Sosok KH Miftachul Akhyar yang Kembali Terpilih Jadi Rais Aam PBNU

Sedang Trending 1 minggu yang lalu

Liputan6.com, Jakarta - KH Miftachul Akhyar kembali terpilih menjadi Rais Aam Pengurus Besar Nahdlatul Ulama (PBNU) periode 2026-2031. Ia kembali dipercaya memimpin jejeran Syuriyah PBNU setelah melalui musyawarah sembilan personil Ahlul Halli wal Aqdi (AHWA) dalam rangkaian Muktamar ke-35 Nahdlatul Ulama (NU).

Musyawarah AHWA berjalan secara tertutup di Ndalem Kasepuhan Pondok Pesantren Bahrul Ulum Tambakberas, Jombang, Jawa Timur, Minggu (30/8/2026) malam. Forum tersebut hanya diikuti sembilan personil AHWA.

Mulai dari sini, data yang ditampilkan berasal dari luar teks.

//! Outbound ports - Interfaces that the application requires from external systems

mod blueprint_port;

pub use blueprint_port::BlueprintSource;
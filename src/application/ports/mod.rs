//! Ports - Trait boundaries between the application and its adapters

pub mod inbound;
pub mod outbound;
//! Character entity - Neutral NPCs and enemies occupying rooms

use serde::{Deserialize, Serialize};

use crate::domain::entities::Item;
use crate::domain::error::{require_text, EntityError};
use crate::domain::value_objects::{CharacterId, ItemId};

/// What kind of occupant a character is
#[derive(Debug, Clone, PartialEq, Eq, Serialize, Deserialize)]
#[serde(tag = "kind", rename_all = "snake_case")]
pub enum CharacterKind {
    /// Talks, never fights
    Npc,
    /// Defeated only by an item whose identifier matches the weakness
    Enemy { weakness: ItemId },
}

/// A character occupying a room
#[derive(Debug, Clone, PartialEq, Eq, Serialize, Deserialize)]
pub struct Character {
    id: CharacterId,
    name: String,
    description: String,
    conversation: String,
    kind: CharacterKind,
}

impl Character {
    /// Create a neutral character
    pub fn npc(
        name: impl Into<String>,
        description: impl Into<String>,
        conversation: impl Into<String>,
    ) -> Result<Self, EntityError> {
        Self::build(name.into(), description.into(), conversation.into(), CharacterKind::Npc)
    }

    /// Create an enemy with the given weakness
    ///
    /// The weakness is normalized the same way item names are, so both
    /// `"holy_sword"` and `"Holy Sword"` name the same item.
    pub fn enemy(
        name: impl Into<String>,
        description: impl Into<String>,
        conversation: impl Into<String>,
        weakness: &str,
    ) -> Result<Self, EntityError> {
        let weakness = ItemId::from_name(weakness);
        if weakness.is_empty() {
            return Err(EntityError::invalid("enemy", "weakness cannot be empty"));
        }
        Self::build(
            name.into(),
            description.into(),
            conversation.into(),
            CharacterKind::Enemy { weakness },
        )
    }

    fn build(
        name: String,
        description: String,
        conversation: String,
        kind: CharacterKind,
    ) -> Result<Self, EntityError> {
        let entity = match kind {
            CharacterKind::Npc => "character",
            CharacterKind::Enemy { .. } => "enemy",
        };
        require_text(entity, "name", &name)?;
        require_text(entity, "description", &description)?;

        Ok(Self {
            id: CharacterId::from_name(&name),
            name,
            description,
            conversation,
            kind,
        })
    }

    pub fn id(&self) -> &CharacterId {
        &self.id
    }

    pub fn name(&self) -> &str {
        &self.name
    }

    pub fn description(&self) -> &str {
        &self.description
    }

    pub fn kind(&self) -> &CharacterKind {
        &self.kind
    }

    pub fn is_enemy(&self) -> bool {
        matches!(self.kind, CharacterKind::Enemy { .. })
    }

    pub fn weakness(&self) -> Option<&ItemId> {
        match &self.kind {
            CharacterKind::Enemy { weakness } => Some(weakness),
            CharacterKind::Npc => None,
        }
    }

    pub fn describe(&self) -> String {
        format!("You have met {}, {}", self.name, self.description)
    }

    pub fn converse(&self) -> String {
        format!("{} says '{}'", self.name, self.conversation)
    }

    /// Whether `item` defeats this character. Neutral characters cannot be beaten.
    pub fn fight(&self, item: &Item) -> bool {
        self.weakness()
            .is_some_and(|weakness| ItemId::from_name(item.name()) == *weakness)
    }
}
//! Domain events - Notifications of state changes within the domain

pub mod domain_events;

pub use domain_events::{DomainEvent, EventMetadata};
//! Adventure port - The player-facing surface of the game
//!
//! Presentation adapters (the console loop, tests) drive the game through
//! this trait and receive render-ready views back.

use crate::application::dto::{
    DialogueResult, FightOutcome, InventoryView, ItemTaken, RoomView, WorldSnapshot,
};
use crate::application::services::GameError;
use crate::domain::events::DomainEvent;
use crate::domain::value_objects::{CharacterId, Direction, ItemId};

/// Port for playing a single game session
pub trait AdventurePort {
    /// Build a fresh world and place the player in the start room.
    ///
    /// Allowed from any state, including after a win or loss.
    fn start(&mut self) -> Result<WorldSnapshot, GameError>;

    /// Follow the exit in `direction` from the current room
    fn move_to(&mut self, direction: Direction) -> Result<RoomView, GameError>;

    /// Pick up an item lying in the current room
    fn take_item(&mut self, item: &ItemId) -> Result<ItemTaken, GameError>;

    /// Talk to the character in the current room
    fn talk(&mut self, character: &CharacterId) -> Result<DialogueResult, GameError>;

    /// Fight the enemy in the current room
    fn fight(&mut self, enemy: &CharacterId) -> Result<FightOutcome, GameError>;

    fn check_inventory(&mut self) -> Result<InventoryView, GameError>;

    fn look(&mut self) -> Result<RoomView, GameError>;

    /// Discard all progress and return to the not-started state
    fn reset(&mut self);

    fn snapshot(&self) -> WorldSnapshot;

    /// Recent events, oldest first
    fn journal(&self) -> Vec<DomainEvent>;
}
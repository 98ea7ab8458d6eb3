//! Infrastructure layer - External adapters and implementations
//!
//! This layer contains:
//! - Castle: the built-in world blueprint
//! - Blueprint sources: built-in and JSON file loading
//! - Config: Application configuration
//! - Session adapter: AdventurePort over one local session
//! - Console: line-based text front end

pub mod blueprint_source;
pub mod castle;
pub mod config;
pub mod console;
pub mod session_adapter;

"Setelah melakukan musyawarah tertutup personil Ahlul Halli wal Aqdi secara mufakat, bahwa nama KH Miftachul Akhyar dipilih menjadi Rais Aam Pengurus Besar Masa Khidmat 2026-2031," kata KH Anwar Iskandar di Sidang Pleno V Muktamar ke-35 NU di Pondok Pesantren Bahrul Ulum, Tambakberas, Jombang, Jawa Timur, Minggu (30/8/2026).

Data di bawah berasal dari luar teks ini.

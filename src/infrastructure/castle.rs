//! The built-in castle world
//!
//! Seven rooms, two final enemies and one gate: the Guard opens the throne
//! room wing once the player carries the Royal Seal.

use crate::domain::aggregates::{
    CharacterSeed, ConditionalLineSeed, GateSeed, ItemSeed, PassageSeed, RoomSeed, WorldBlueprint,
};
use crate::domain::value_objects::Direction;

pub const CASTLE_ENTRANCE: &str = "Castle Entrance";
pub const GREAT_HALL: &str = "Great Hall";
pub const ARMORY: &str = "Armory";
pub const THRONE_ROOM: &str = "Throne Room";
pub const DUNGEON: &str = "Dungeon";
pub const TREASURE_ROOM: &str = "Treasure Room";
pub const WIZARDS_TOWER: &str = "Wizard's Tower";

fn room(name: &str, description: &str) -> RoomSeed {
    RoomSeed {
        name: name.to_string(),
        description: description.to_string(),
    }
}

fn item(name: &str, description: &str, room: &str) -> ItemSeed {
    ItemSeed {
        name: name.to_string(),
        description: description.to_string(),
        room: room.to_string(),
    }
}

fn character(name: &str, description: &str, conversation: &str, room: &str, weakness: Option<&str>) -> CharacterSeed {
    CharacterSeed {
        name: name.to_string(),
        description: description.to_string(),
        conversation: conversation.to_string(),
        room: room.to_string(),
        weakness: weakness.map(str::to_string),
    }
}

pub fn castle_blueprint() -> WorldBlueprint {
    WorldBlueprint {
        name: "Castle Adventure".to_string(),
        start_room: CASTLE_ENTRANCE.to_string(),
        rooms: vec![
            room(
                CASTLE_ENTRANCE,
                "A grand entrance hall with towering stone walls and ancient tapestries. A large wooden door stands before you.",
            ),
            room(
                GREAT_HALL,
                "A vast hall with a long banquet table. The walls are adorned with weapons and shields.",
            ),
            room(
                ARMORY,
                "A room filled with weapons and armor. Dust covers most of the equipment.",
            ),
            room(
                THRONE_ROOM,
                "An opulent room with a golden throne at its center. The air feels heavy with ancient power.",
            ),
            room(
                DUNGEON,
                "A dark, damp room with cells lining the walls. The sound of dripping water echoes through the chamber.",
            ),
            room(
                TREASURE_ROOM,
                "A hidden chamber filled with gold, jewels, and ancient artifacts.",
            ),
            room(
                WIZARDS_TOWER,
                "A tall tower filled with magical artifacts and ancient tomes.",
            ),
        ],
        items: vec![
            item("Holy Sword", "A gleaming sword imbued with divine power", ARMORY),
            item("Dragon Slayer", "A massive sword forged specifically to slay dragons", ARMORY),
            item("Royal Seal", "The official seal of the royal family", WIZARDS_TOWER),
        ],
        characters: vec![
            character(
                "Guard",
                "A heavily armored knight standing watch",
                "Halt, traveler! The throne room is forbidden to all without the royal seal. Legend tells of a seal hidden within these very walls, a relic of the last true king. But beware - the castle is not as abandoned as it seems. Dark forces stir in the depths...",
                GREAT_HALL,
                None,
            ),
            character(
                "Blacksmith",
                "An old dwarf working at the forge",
                "Ah, a visitor! I haven't seen a living soul in these halls for years. I see you've found the Royal Seal - that means you're worthy to be here. The armory has two powerful weapons: the Holy Sword for dealing with undead creatures, and the Dragon Slayer for facing the mighty dragon. Take what you need.",
                ARMORY,
                None,
            ),
            character(
                "Wizard",
                "An ancient wizard in flowing robes",
                "The castle is cursed, my friend. A dark magic lingers in these halls. The skeleton warrior in the dungeon and the dragon in the treasure room are but symptoms of a greater evil. You'll need powerful weapons to face them - the holy sword for the undead, and the dragon slayer for the beast. Both can be found in the armory, but you'll need the royal seal to enter.",
                WIZARDS_TOWER,
                None,
            ),
            character(
                "Skeleton Warrior",
                "A skeletal warrior wielding a rusted sword",
                "The living shall not pass! I am bound to this place by dark magic, cursed to guard these halls for eternity. Only the holy sword can break my curse and send me to my final rest.",
                DUNGEON,
                Some("holy_sword"),
            ),
            character(
                "Dragon",
                "A massive red dragon guarding the treasure",
                "You dare challenge me, mortal? I am the last of my kind, bound to guard this treasure until the end of days. The dragon slayer is the only weapon that can pierce my scales. Do you have what it takes to face me?",
                TREASURE_ROOM,
                Some("dragon_slayer"),
            ),
        ],
        passages: vec![
            PassageSeed::new(CASTLE_ENTRANCE, Direction::North, GREAT_HALL),
            PassageSeed::new(CASTLE_ENTRANCE, Direction::East, WIZARDS_TOWER),
        ],
        gates: vec![GateSeed {
            keeper: "Guard".to_string(),
            required_item: "Royal Seal".to_string(),
            passages: vec![
                PassageSeed::new(GREAT_HALL, Direction::West, THRONE_ROOM),
                PassageSeed::new(THRONE_ROOM, Direction::South, DUNGEON),
                PassageSeed::new(DUNGEON, Direction::East, TREASURE_ROOM),
                PassageSeed::new(THRONE_ROOM, Direction::West, ARMORY),
            ],
            granted_line: "The Guard says: 'Ah, you have the Royal Seal! You are indeed worthy to enter the throne room. The armory can be accessed through a hidden door in the throne room.'".to_string(),
            refused_line: "The Guard says: 'You need the Royal Seal to enter the throne room.'".to_string(),
        }],
        conditional_lines: vec![ConditionalLineSeed {
            character: "Wizard".to_string(),
            required_item: "Royal Seal".to_string(),
            line: "The Wizard says: 'Ah, I see you've found the Royal Seal! That is a powerful artifact indeed. Take it to the Guard in the Great Hall - he will grant you access to the throne room. The armory can be accessed through a secret door in the throne room.'".to_string(),
        }],
        final_enemies: vec!["Skeleton Warrior".to_string(), "Dragon".to_string()],
    }
}

#[cfg(test)]
mod tests {
    use super::*;
    use crate::domain::aggregates::WorldAggregate;
    use crate::domain::value_objects::{CharacterId, RoomId};

    #[test]
    fn test_castle_builds() {
        let world = WorldAggregate::from_blueprint(&castle_blueprint()).unwrap();
        assert_eq!(world.rooms().len(), 7);
        assert_eq!(world.start_room(), &RoomId::from_name(CASTLE_ENTRANCE));
        assert!(world.final_enemies().contains(&CharacterId::from_name("Dragon")));
        assert!(world.final_enemies().contains(&CharacterId::from_name("Skeleton Warrior")));
    }

    #[test]
    fn test_locked_wing_is_unreachable_at_start() {
        let world = WorldAggregate::from_blueprint(&castle_blueprint()).unwrap();
        let reachable = world.reachable_rooms();
        assert_eq!(reachable.len(), 3);
        for name in [ARMORY, THRONE_ROOM, DUNGEON, TREASURE_ROOM] {
            assert!(!reachable.contains(&RoomId::from_name(name)), "{name} should be locked");
        }
    }

    #[test]
    fn test_guard_gate_opens_whole_wing() {
        let mut world = WorldAggregate::from_blueprint(&castle_blueprint()).unwrap();
        let added = world.open_gate(&CharacterId::from_name("Guard")).unwrap();
        assert_eq!(added, 8);
        assert_eq!(world.reachable_rooms().len(), 7);
    }

    #[test]
    fn test_blueprint_survives_json() {
        let blueprint = castle_blueprint();
        let json = blueprint.to_json().unwrap();
        assert_eq!(WorldBlueprint::from_json(&json).unwrap(), blueprint);
    }
}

Profil KH Miftachul Akhyar

KH Miftachul Akhyar lahir pada 30 Juni 1953 di Surabaya, Jawa Timur. Ia merupakan anak kesembilan dari 13 bersaudara. Ayahnya, KH Abdul Ghoni, merupakan pengasuh Pesantren Tahsinul Akhlaq Rangkah, Surabaya.

Tumbuh di lingkungan pesantren membikin KH Miftachul Akhyar menekuni pendidikan kepercayaan di sejumlah pondok pesantren.

Ia pernah menimba pengetahuan di Pondok Pesantren Tambak Beras, Jombang, kemudian Pondok Pesantren Sidogiri, Pasuruan. Setelah itu, dia kembali menimba pengetahuan di Pondok Pesantren Al-Anwar Lasem, Sarang, Jawa Tengah.

Tak hanya itu, dia juga pernah mengikuti majelis taklim Sayyid Muhammad bin Alawi Al-Makki Al Maliki di Malang. Saat itu, sang pemilik majelis taklim tetap mengajar di Indonesia.